William Friedkin shifts the moral center of The Caine Mutiny

In a recent update after Friedkin’s death, The Caine Mutiny Court-Martialnow begins with a fitting on-screen quote adapted from an interviewabout his previous film, Killer Joe, back in 2012. He said, of that movie’s title character: “He’s both good and evil and I believe they both exist in everyone I've ever met.” This becomes a contradictory guiding credo for his final work, which appears, at first, to be much more didactic conception of the story than any previous version.

Its morality appears to live in its performances. In the center stands Riddick as a stern observer whose outlook shifts the more he listens — a diligent audience avatar. On one side of him sits Clarke, with his Atticus Finch-like dedication to duty, and Lacy with his square-jawed, “all-American” virtuousness placed under fire. On the other side sits Raymund with her imposing, antagonistic intensity. And then, most vitally, there's Sutherland with his sheepish entitlement and snake-like self-justifications, defined not by the broken battle-fatigue of Bogart’s version, but by irritated, Trump-like streams of consciousness, delivered with the distinct absurdist cadence of Norm McDonald narrating frustrating anecdotes to Conan O’Brien.

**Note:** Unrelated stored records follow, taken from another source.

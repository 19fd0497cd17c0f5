use axum::{
    body::Bytes,
    extract::{State, rejection::BytesRejection},
    http::{HeaderMap, Method, StatusCode},
    response::{IntoResponse, Response},
};
use std::sync::Arc;

use crate::client_id::client_identity;
use crate::error::GatewayError;
use crate::logger;
use crate::models::{ChatRequest, ChatResponse};
use crate::response::{json_response, preflight_response};
use crate::state::AppState;
use crate::validation::{scan_suspicious, validate};

// Single chat route: OPTIONS preflight, POST {"message"} -> {"response"} | {"error"}
pub async fn chat_handler(
    State(state): State<Arc<AppState>>,
    method: Method,
    headers: HeaderMap,
    body: Result<Bytes, BytesRejection>,
) -> Response {
    if method == Method::OPTIONS {
        return preflight_response();
    }

    logger::request_received();
    let client = client_identity(&headers);

    match handle_chat(&state, &client, &method, &headers, body).await {
        Ok(answer) => {
            logger::answered(&client, &answer.response);
            json_response(StatusCode::OK, answer)
        }
        Err(err) => {
            logger::rejected(&client, &err);
            err.into_response()
        }
    }
}

async fn handle_chat(
    state: &AppState,
    client: &str,
    method: &Method,
    headers: &HeaderMap,
    body: Result<Bytes, BytesRejection>,
) -> Result<ChatResponse, GatewayError> {
    if *method != Method::POST {
        return Err(GatewayError::MethodNotAllowed);
    }

    // no await between check and increment
    let allowed = state.rate_limiter.allow(client);
    logger::rate_windows(state.rate_limiter.len());
    if !allowed {
        return Err(GatewayError::RateLimited);
    }

    // oversized or unreadable bodies still get the JSON error shape
    let body = body.map_err(GatewayError::UnreadableBody)?;
    let request = ChatRequest::from_json(&body).map_err(GatewayError::InvalidBody)?;
    let message = validate(request.message.as_deref())?;

    if let Some(pattern) = scan_suspicious(message) {
        logger::suspicious(client, pattern, message);
    }
    logger::accepted(client, method, headers, message);

    let response = state.upstream.complete(message).await?;
    Ok(ChatResponse { response })
}
use axum::{Json, response::IntoResponse};

// health handler
pub async fn health_handler() -> impl IntoResponse {
    Json(serde_json::json!({
        "status": "healthy",
        "timestamp": chrono::Utc::now().to_rfc3339()
    }))
}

It’s a film of immediate “good guys” and “bad guys,” and it even omits some of Wouk’s more complex elements, like late revelations about Queeg that make him more sympathetic, and Greenwald’s Jewish identity (and thus, Wouk’s own). The latter held vital importance so soon after World War II, and played a large part in the play’s closing speech and the way it re-framed the story. However, by swapping a war widely seen as just from the American perspective for the events following 9/11 —  the ensuing Middle Eastern invasions, and the general cultural climate — Friedkin’s updated timeline is befitting of the thematic emptiness with which he presents (and pokes a hole in) the play’s climactic spiel.

...nearly two hours of expert craftsmanship...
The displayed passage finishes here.